Acting on Billy’s suggestion Lathrop did not, as we know, wireless any news of the disappearance of Ben Stubbs to the Boy Aviators. He in fact agreed, after some pondering of the situation, with the reporter’s opinion that it was needless to worry them when they already had their hands full. The night after Ben Stubbs’ mysterious vanishment was passed in no very agreeable way by the young dwellers at Camp Walrus and as for Pork Chops his wails when he learned of it rang to heaven and back again.
“Ah jes’ knowed dat dis yer trip was hoodooed fum de moment dat Marse Frank got dat lil’ green mummery from dat moonshine man,” he said gloomily, and made dire and dismal prophecies till Billy, seeing that Lathrop was very nearly breaking down under the strain, packed the skipper of the Carrier Dove off to bed. Billy and Lathrop spent most of the night hours—except when they fell into troubled dozes from time to time—seated beside the silent wireless instrument, hoping against hope that news of some kind might be received from the boys. Ben’s self-reliance and adaptability had made itself so manifest on the expedition that, as Billy said, it seemed impossible to believe that any really serious mishap had befallen him.
Again and again as they sat by the fire the boys went over and over the puzzling affair.
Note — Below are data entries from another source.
use std::collections::HashMap;

use serde::Serialize;

#[derive(Debug, Clone, PartialEq, Serialize)]
pub struct BankCount {
    pub bank: String,
    pub branches: usize,
    /// Percent of all branches in the counted set.
    pub share: f64,
}

/// Branch counts per bank, largest first. Equal counts keep the order in
/// which the banks first appeared.
#[derive(Debug, Clone, Default, PartialEq, Serialize)]
pub struct MarketCounts {
    pub total: usize,
    pub banks: Vec<BankCount>,
}

impl MarketCounts {
    pub fn from_banks<'a>(banks: impl IntoIterator<Item = &'a str>) -> Self {
        let mut order: Vec<&str> = Vec::new();
        let mut counts: HashMap<&str, usize> = HashMap::new();
        for bank in banks {
            let count = counts.entry(bank).or_insert(0);
            if *count == 0 {
                order.push(bank);
            }
            *count += 1;
        }
        let total: usize = counts.values().sum();
        let mut banks: Vec<BankCount> = order
            .into_iter()
            .map(|bank| {
                let branches = counts[bank];
                BankCount {
                    bank: bank.to_string(),
                    branches,
                    share: branches as f64 / total as f64 * 100.0,
                }
            })
            .collect();
        banks.sort_by(|a, b| b.branches.cmp(&a.branches));
        Self { total, banks }
    }

    pub fn is_empty(&self) -> bool {
        self.banks.is_empty()
    }

    pub fn get(&self, bank: &str) -> Option<&BankCount> {
        self.banks.iter().find(|b| b.bank == bank)
    }

    pub fn count_of(&self, bank: &str) -> usize {
        self.get(bank).map_or(0, |b| b.branches)
    }

    pub fn share_of(&self, bank: &str) -> f64 {
        if self.total == 0 {
            return 0.0;
        }
        self.count_of(bank) as f64 / self.total as f64 * 100.0
    }

    /// One plus the number of banks with strictly more branches than `count`.
    pub fn rank_for(&self, count: usize) -> usize {
        self.banks.iter().filter(|b| b.branches > count).count() + 1
    }

    /// Rank of a bank present in the counts.
    pub fn rank_of(&self, bank: &str) -> Option<usize> {
        self.get(bank).map(|b| self.rank_for(b.branches))
    }

    pub fn leader(&self) -> Option<&BankCount> {
        self.banks.first()
    }

    pub fn top_excluding(&self, bank: &str, n: usize) -> Vec<&BankCount> {
        self.banks.iter().filter(|b| b.bank != bank).take(n).collect()
    }

    pub fn top(&self, n: usize) -> &[BankCount] {
        &self.banks[..n.min(self.banks.len())]
    }
}

/// Where the focus bank stands in the whole market.
#[derive(Debug, Clone, PartialEq, Serialize)]
pub struct FocusPosition {
    pub bank: String,
    pub branches: usize,
    pub rank: usize,
    pub share: f64,
    pub bank_count: usize,
    pub leader: String,
    pub leader_branches: usize,
    pub gap_to_leader: usize,
}

impl FocusPosition {
    pub fn new(counts: &MarketCounts, bank: &str) -> Option<Self> {
        let focus = counts.get(bank)?;
        let leader = counts.leader()?;
        Some(Self {
            bank: bank.to_string(),
            branches: focus.branches,
            rank: counts.rank_for(focus.branches),
            share: focus.share,
            bank_count: counts.banks.len(),
            leader: leader.bank.clone(),
            leader_branches: leader.branches,
            gap_to_leader: leader.branches - focus.branches,
        })
    }
}

#[cfg(test)]
mod tests {
    use super::*;

    fn counts() -> MarketCounts {
        MarketCounts::from_banks(["C", "A", "B", "A", "C", "A", "D", "B"])
    }

    #[test]
    fn counts_are_sorted_with_stable_ties() {
        let counts = counts();
        let order: Vec<(&str, usize)> = counts
            .banks
            .iter()
            .map(|b| (b.bank.as_str(), b.branches))
            .collect();
        assert_eq!(order, vec![("A", 3), ("C", 2), ("B", 2), ("D", 1)]);
        assert_eq!(counts.total, 8);
        assert!((counts.share_of("A") - 37.5).abs() < 1e-12);
    }

    #[test]
    fn rank_counts_strictly_larger_banks() {
        let counts = counts();
        assert_eq!(counts.rank_of("A"), Some(1));
        assert_eq!(counts.rank_of("B"), Some(2));
        assert_eq!(counts.rank_of("C"), Some(2));
        assert_eq!(counts.rank_of("D"), Some(4));
        assert_eq!(counts.rank_of("E"), None);
        assert_eq!(counts.count_of("E"), 0);
    }

    #[test]
    fn focus_position_reports_gap_to_leader() {
        let position = FocusPosition::new(&counts(), "B").unwrap();
        assert_eq!(position.rank, 2);
        assert_eq!(position.leader, "A");
        assert_eq!(position.gap_to_leader, 1);
        assert_eq!(position.bank_count, 4);
        assert!(FocusPosition::new(&counts(), "E").is_none());
    }

    #[test]
    fn top_competitors_skip_the_focus_bank() {
        let counts = counts();
        let top: Vec<&str> = counts
            .top_excluding("A", 2)
            .into_iter()
            .map(|b| b.bank.as_str())
            .collect();
        assert_eq!(top, vec!["C", "B"]);
        assert_eq!(counts.top(10).len(), 4);
    }
}
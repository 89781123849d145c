//! SVG chart images of an analysis run.

mod competition;
mod maps;
mod market;
mod opportunity;
mod panels;
mod summary;

use std::{
    fs,
    path::{Path, PathBuf},
};

use color_eyre::{Result, eyre::WrapErr};
use strum::IntoEnumIterator;
use strum_macros::{Display, EnumIter};
use tracing::info;

use crate::analysis::Analysis;

#[derive(Debug, Clone, Copy, PartialEq, Eq, EnumIter, Display)]
pub enum Chart {
    BranchCount,
    MarketShare,
    GeographicDistribution,
    FocusVsCompetitors,
    RegionalClusters,
    BakuCity,
    BakuVsRegions,
    CompetitiveDensity,
    GapAnalysis,
    NearestCompetitor,
    CompetitiveIntensity,
    ZoneDominance,
    OpportunityMetro,
    OpportunityRegions,
    MultiMetric,
    ExecutiveSummary,
}

impl Chart {
    pub fn file_name(&self) -> &'static str {
        match self {
            Chart::BranchCount => "01_branch_count.svg",
            Chart::MarketShare => "02_market_share.svg",
            Chart::GeographicDistribution => "03_geographic_distribution.svg",
            Chart::FocusVsCompetitors => "04_focus_vs_competitors.svg",
            Chart::RegionalClusters => "05_regional_clusters.svg",
            Chart::BakuCity => "06_baku_city.svg",
            Chart::BakuVsRegions => "07_baku_vs_regions.svg",
            Chart::CompetitiveDensity => "08_competitive_density.svg",
            Chart::GapAnalysis => "09_gap_analysis.svg",
            Chart::NearestCompetitor => "10_nearest_competitor.svg",
            Chart::CompetitiveIntensity => "11_competitive_intensity.svg",
            Chart::ZoneDominance => "12_zone_dominance.svg",
            Chart::OpportunityMetro => "13a_opportunity_metro.svg",
            Chart::OpportunityRegions => "13b_opportunity_regions.svg",
            Chart::MultiMetric => "14_multi_metric.svg",
            Chart::ExecutiveSummary => "15_executive_summary.svg",
        }
    }

    pub fn title(&self) -> &'static str {
        match self {
            Chart::BranchCount => "Branch Network Size",
            Chart::MarketShare => "Market Share",
            Chart::GeographicDistribution => "Geographic Distribution",
            Chart::FocusVsCompetitors => "Focus Bank vs Top Competitors",
            Chart::RegionalClusters => "Regional Clusters",
            Chart::BakuCity => "Baku City",
            Chart::BakuVsRegions => "Baku vs Regions",
            Chart::CompetitiveDensity => "Competitive Density",
            Chart::GapAnalysis => "Gap Analysis",
            Chart::NearestCompetitor => "Nearest Competitor",
            Chart::CompetitiveIntensity => "Competitive Intensity",
            Chart::ZoneDominance => "Zone Dominance",
            Chart::OpportunityMetro => "Growth Opportunity: Baku-Absheron",
            Chart::OpportunityRegions => "Growth Opportunity: Regions",
            Chart::MultiMetric => "Multi-Metric Comparison",
            Chart::ExecutiveSummary => "Executive Summary",
        }
    }

    pub fn render(&self, analysis: &Analysis, path: &Path) -> Result<()> {
        match self {
            Chart::BranchCount => market::branch_count(analysis, path),
            Chart::MarketShare => market::market_share(analysis, path),
            Chart::GeographicDistribution => maps::geographic_distribution(analysis, path),
            Chart::FocusVsCompetitors => maps::focus_vs_competitors(analysis, path),
            Chart::RegionalClusters => maps::regional_clusters(analysis, path),
            Chart::BakuCity => maps::baku_city(analysis, path),
            Chart::BakuVsRegions => market::baku_vs_regions(analysis, path),
            Chart::CompetitiveDensity => maps::competitive_density(analysis, path),
            Chart::GapAnalysis => maps::gap_analysis(analysis, path),
            Chart::NearestCompetitor => competition::nearest_competitor(analysis, path),
            Chart::CompetitiveIntensity => competition::competitive_intensity(analysis, path),
            Chart::ZoneDominance => maps::zone_dominance(analysis, path),
            Chart::OpportunityMetro => opportunity::metro(analysis, path),
            Chart::OpportunityRegions => opportunity::regions(analysis, path),
            Chart::MultiMetric => market::multi_metric(analysis, path),
            Chart::ExecutiveSummary => summary::executive_summary(analysis, path),
        }
    }
}

/// Writes every chart into `dir`, creating it when needed.
pub fn render_all(analysis: &Analysis, dir: &Path) -> Result<Vec<PathBuf>> {
    fs::create_dir_all(dir).wrap_err_with(|| format!("could not create {}", dir.display()))?;
    let mut written = Vec::new();
    for chart in Chart::iter() {
        let path = dir.join(chart.file_name());
        chart
            .render(analysis, &path)
            .wrap_err_with(|| format!("could not render {chart}"))?;
        info!("wrote {}", path.display());
        written.push(path);
    }
    Ok(written)
}
use serde::Serialize;

pub fn mean(values: &[f64]) -> Option<f64> {
    if values.is_empty() {
        return None;
    }
    Some(values.iter().sum::<f64>() / values.len() as f64)
}

pub fn median(values: &[f64]) -> Option<f64> {
    if values.is_empty() {
        return None;
    }
    let mut sorted = values.to_vec();
    sorted.sort_by(f64::total_cmp);
    let mid = sorted.len() / 2;
    Some(if sorted.len() % 2 == 0 {
        (sorted[mid - 1] + sorted[mid]) / 2.0
    } else {
        sorted[mid]
    })
}

pub fn as_f64(values: &[usize]) -> Vec<f64> {
    values.iter().map(|&v| v as f64).collect()
}

/// Equal-width bins over the value range. Every bin is half-open except the
/// last one, which also holds the maximum.
#[derive(Debug, Clone, PartialEq, Serialize)]
pub struct Histogram {
    pub edges: Vec<f64>,
    pub counts: Vec<usize>,
}

impl Histogram {
    pub fn new(values: &[f64], bins: usize) -> Option<Self> {
        if values.is_empty() || bins == 0 {
            return None;
        }
        let mut lo = values.iter().copied().fold(f64::INFINITY, f64::min);
        let mut hi = values.iter().copied().fold(f64::NEG_INFINITY, f64::max);
        if lo == hi {
            lo -= 0.5;
            hi += 0.5;
        }
        let width = (hi - lo) / bins as f64;
        let edges: Vec<f64> = (0..=bins).map(|i| lo + width * i as f64).collect();
        let mut counts = vec![0; bins];
        for &v in values {
            let idx = (((v - lo) / width) as usize).min(bins - 1);
            counts[idx] += 1;
        }
        Some(Self { edges, counts })
    }

    pub fn max_count(&self) -> usize {
        self.counts.iter().copied().max().unwrap_or(0)
    }

    pub fn bins(&self) -> impl Iterator<Item = (f64, f64, usize)> + '_ {
        self.edges
            .windows(2)
            .zip(&self.counts)
            .map(|(edge, &count)| (edge[0], edge[1], count))
    }
}

#[cfg(test)]
mod tests {
    use super::*;

    #[test]
    fn mean_and_median() {
        assert_eq!(mean(&[1.0, 2.0, 6.0]), Some(3.0));
        assert_eq!(median(&[5.0, 1.0, 3.0]), Some(3.0));
        assert_eq!(median(&[4.0, 1.0, 3.0, 2.0]), Some(2.5));
        assert_eq!(mean(&[]), None);
        assert_eq!(median(&[]), None);
    }

    #[test]
    fn histogram_puts_maximum_in_last_bin() {
        let hist = Histogram::new(&[0.0, 1.0, 2.0, 3.0, 4.0], 4).unwrap();
        assert_eq!(hist.edges, vec![0.0, 1.0, 2.0, 3.0, 4.0]);
        assert_eq!(hist.counts, vec![1, 1, 1, 2]);
        assert_eq!(hist.max_count(), 2);
        assert_eq!(hist.bins().count(), 4);
    }

    #[test]
    fn degenerate_range_is_widened() {
        let hist = Histogram::new(&[3.0, 3.0], 2).unwrap();
        assert_eq!(hist.edges, vec![2.5, 3.0, 3.5]);
        assert_eq!(hist.counts, vec![0, 2]);
        assert!(Histogram::new(&[], 3).is_none());
    }
}
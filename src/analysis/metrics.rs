use serde::Serialize;

use super::{
    cluster::{ClusterLabel, ClusterPresence},
    market::MarketCounts,
    proximity::{BankIntensity, GapAnalysis},
    regions::RegionSplit,
    stats::mean,
};
use crate::{dataset::Branch, geo::BoundingBox};

/// Raw comparison metrics of one bank.
#[derive(Debug, Clone, PartialEq, Serialize)]
pub struct BankProfile {
    pub bank: String,
    pub branches: usize,
    /// Latitude range plus longitude range, in degrees.
    pub geo_spread: f64,
    pub baku_pct: f64,
    pub avg_intensity: f64,
}

impl BankProfile {
    pub fn values(&self) -> [f64; 4] {
        [
            self.branches as f64,
            self.geo_spread,
            self.baku_pct,
            self.avg_intensity,
        ]
    }
}

pub const PROFILE_METRICS: [&str; 4] = [
    "Branch Count",
    "Geographic Spread",
    "Baku Focus",
    "Competitive Intensity",
];

#[derive(Debug, Clone, PartialEq, Serialize)]
pub struct MultiMetric {
    pub profiles: Vec<BankProfile>,
    /// `profiles` with every metric scaled to 100 against its maximum.
    pub normalized: Vec<[f64; 4]>,
}

impl MultiMetric {
    /// The five largest banks, or the four largest and the focus bank when it
    /// is not among them.
    pub fn new(
        branches: &[Branch],
        counts: &MarketCounts,
        splits: &[RegionSplit],
        intensity: &[BankIntensity],
        focus_bank: &str,
    ) -> Self {
        let mut banks: Vec<&str> = counts.top(5).iter().map(|b| b.bank.as_str()).collect();
        if !banks.contains(&focus_bank) && counts.get(focus_bank).is_some() {
            banks.truncate(4);
            banks.push(focus_bank);
        }

        let profiles: Vec<BankProfile> = banks
            .into_iter()
            .map(|bank| {
                let spread = BoundingBox::around(
                    branches.iter().filter(|b| b.bank == bank).map(|b| &b.coord),
                )
                .map_or(0.0, |b| b.lat_span() + b.long_span());
                BankProfile {
                    bank: bank.to_string(),
                    branches: counts.count_of(bank),
                    geo_spread: spread,
                    baku_pct: splits
                        .iter()
                        .find(|s| s.bank == bank)
                        .map_or(0.0, RegionSplit::baku_pct),
                    avg_intensity: intensity
                        .iter()
                        .find(|i| i.bank == bank)
                        .map_or(0.0, BankIntensity::average),
                }
            })
            .collect();

        let mut max = [0.0f64; 4];
        for profile in &profiles {
            for (m, v) in max.iter_mut().zip(profile.values()) {
                *m = m.max(v);
            }
        }
        let normalized = profiles
            .iter()
            .map(|p| {
                let mut values = p.values();
                for (v, m) in values.iter_mut().zip(max) {
                    if m > 0.0 {
                        *v = *v / m * 100.0;
                    }
                }
                values
            })
            .collect();
        Self {
            profiles,
            normalized,
        }
    }
}

/// Focus bank figures next to the per-bank industry averages.
#[derive(Debug, Clone, PartialEq, Serialize)]
pub struct IndustryBenchmark {
    pub avg_branches: f64,
    pub avg_share: f64,
    pub avg_regional_pct: f64,
    pub focus_branches: usize,
    pub focus_share: f64,
    pub focus_regional_pct: f64,
}

impl IndustryBenchmark {
    pub fn new(counts: &MarketCounts, splits: &[RegionSplit], focus_bank: &str) -> Self {
        let bank_count = counts.banks.len().max(1) as f64;
        let regional: Vec<f64> = splits.iter().map(RegionSplit::regional_pct).collect();
        Self {
            avg_branches: counts.total as f64 / bank_count,
            avg_share: 100.0 / bank_count,
            avg_regional_pct: mean(&regional).unwrap_or(0.0),
            focus_branches: counts.count_of(focus_bank),
            focus_share: counts.share_of(focus_bank),
            focus_regional_pct: splits
                .iter()
                .find(|s| s.bank == focus_bank)
                .map_or(0.0, RegionSplit::regional_pct),
        }
    }
}

#[derive(Debug, Clone, PartialEq, Serialize)]
pub struct ExpansionSummary {
    pub gap_sites: usize,
    /// Clusters, outliers excluded, where the focus share is below the
    /// underserved threshold.
    pub underserved_clusters: usize,
    /// Regional branches of the bank strongest in the regions minus the
    /// focus bank's.
    pub regional_gap: usize,
}

impl ExpansionSummary {
    pub fn new(
        gaps: &GapAnalysis,
        presence: &[ClusterPresence],
        splits: &[RegionSplit],
        focus_bank: &str,
        underserved_share: f64,
    ) -> Self {
        let focus_regions = splits
            .iter()
            .find(|s| s.bank == focus_bank)
            .map_or(0, |s| s.regions);
        let max_regions = splits.iter().map(|s| s.regions).max().unwrap_or(0);
        Self {
            gap_sites: gaps.len(),
            underserved_clusters: presence
                .iter()
                .filter(|p| p.label != ClusterLabel::Noise && p.focus_share() < underserved_share)
                .count(),
            regional_gap: max_regions.saturating_sub(focus_regions),
        }
    }
}

/// Relative weight of each growth phase, in percent.
pub const PHASE_SPLIT: [usize; 3] = [40, 35, 25];

#[derive(Debug, Clone, PartialEq, Serialize)]
pub struct GrowthPath {
    pub target_share: f64,
    pub target_branches: usize,
    pub needed: usize,
    pub phases: [usize; 3],
    /// Branches needed to reach the fifth largest bank, `None` with fewer
    /// than five banks.
    pub to_match_fifth: Option<usize>,
}

impl GrowthPath {
    pub fn new(counts: &MarketCounts, focus_bank: &str, target_share: f64) -> Self {
        let focus = counts.count_of(focus_bank);
        let target_branches = (counts.total as f64 * target_share).floor() as usize;
        let needed = target_branches.saturating_sub(focus);
        Self {
            target_share,
            target_branches,
            needed,
            phases: PHASE_SPLIT.map(|pct| needed * pct / 100),
            to_match_fifth: counts
                .banks
                .get(4)
                .map(|fifth| fifth.branches.saturating_sub(focus)),
        }
    }
}

#[cfg(test)]
mod tests {
    use super::*;
    use crate::analysis::{proximity::competitive_intensity, regions::region_splits};

    fn market() -> Vec<Branch> {
        let mut branches = Vec::new();
        for (bank, n) in [("A", 6), ("B", 5), ("C", 4), ("D", 3), ("E", 2), ("Focus", 1)] {
            for i in 0..n {
                branches.push(Branch::new(bank, 40.4, 49.8 + i as f64 * 0.5));
            }
        }
        branches
    }

    #[test]
    fn focus_replaces_fifth_bank_in_profiles() {
        let branches = market();
        let counts = MarketCounts::from_banks(branches.iter().map(|b| b.bank.as_str()));
        let baku = BoundingBox::new(40.3, 40.5, 49.7, 50.0);
        let splits = region_splits(&branches, &counts, &baku);
        let intensity = competitive_intensity(&branches, &counts, 0.1);
        let metric = MultiMetric::new(&branches, &counts, &splits, &intensity, "Focus");

        let banks: Vec<&str> = metric.profiles.iter().map(|p| p.bank.as_str()).collect();
        assert_eq!(banks, vec!["A", "B", "C", "D", "Focus"]);
        assert_eq!(metric.normalized[0][0], 100.0);
        assert!((metric.profiles[0].geo_spread - 2.5).abs() < 1e-9);
        assert_eq!(metric.normalized[4][1], 0.0);
        assert_eq!(metric.profiles[4].baku_pct, 100.0);
    }

    #[test]
    fn growth_path_splits_needed_branches_into_phases() {
        let branches = market();
        let counts = MarketCounts::from_banks(branches.iter().map(|b| b.bank.as_str()));
        let path = GrowthPath::new(&counts, "Focus", 0.25);
        // 21 branches, 25 % target is 5
        assert_eq!(path.target_branches, 5);
        assert_eq!(path.needed, 4);
        assert_eq!(path.phases, [1, 1, 1]);
        assert_eq!(path.to_match_fifth, Some(1));

        let path = GrowthPath::new(&counts, "A", 0.10);
        assert_eq!(path.needed, 0);
        assert_eq!(path.to_match_fifth, Some(0));
    }

    #[test]
    fn benchmark_uses_per_bank_averages() {
        let branches = vec![
            Branch::new("Focus", 40.4, 49.8),
            Branch::new("Other", 40.4, 49.8),
            Branch::new("Other", 38.7, 48.8),
            Branch::new("Other", 38.8, 48.8),
        ];
        let counts = MarketCounts::from_banks(branches.iter().map(|b| b.bank.as_str()));
        let baku = BoundingBox::new(40.3, 40.5, 49.7, 50.0);
        let splits = region_splits(&branches, &counts, &baku);
        let bench = IndustryBenchmark::new(&counts, &splits, "Focus");
        assert_eq!(bench.avg_branches, 2.0);
        assert_eq!(bench.avg_share, 50.0);
        assert!((bench.avg_regional_pct - 100.0 / 3.0).abs() < 1e-9);
        assert_eq!(bench.focus_regional_pct, 0.0);
    }

    #[test]
    fn outliers_never_count_as_underserved() {
        let presence = vec![
            ClusterPresence { label: ClusterLabel::Noise, total: 10, focus: 0 },
            ClusterPresence { label: ClusterLabel::Cluster(0), total: 40, focus: 1 },
            ClusterPresence { label: ClusterLabel::Cluster(1), total: 10, focus: 1 },
        ];
        let splits = vec![
            RegionSplit { bank: "Focus".into(), baku: 5, regions: 1 },
            RegionSplit { bank: "Other".into(), baku: 2, regions: 9 },
        ];
        let gaps = GapAnalysis { threshold: 0.3, sites: Vec::new() };
        let summary = ExpansionSummary::new(&gaps, &presence, &splits, "Focus", 5.0);
        assert_eq!(summary.underserved_clusters, 1);
        assert_eq!(summary.regional_gap, 8);
        assert_eq!(summary.gap_sites, 0);
    }
}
Lathrop repeated his story to Billy a dozen times and each time the young reporter asked for a repetition hoping that some point that would shed a light on the mystery might have been omitted by the other. But Lathrop’s recitals of the incident varied not at all and Billy was fain to give it up at last.
“I’ve worked on a lot of queer disappearance cases,” he remarked sententiously, “but this has them all beaten by ten blocks and the City Hall.”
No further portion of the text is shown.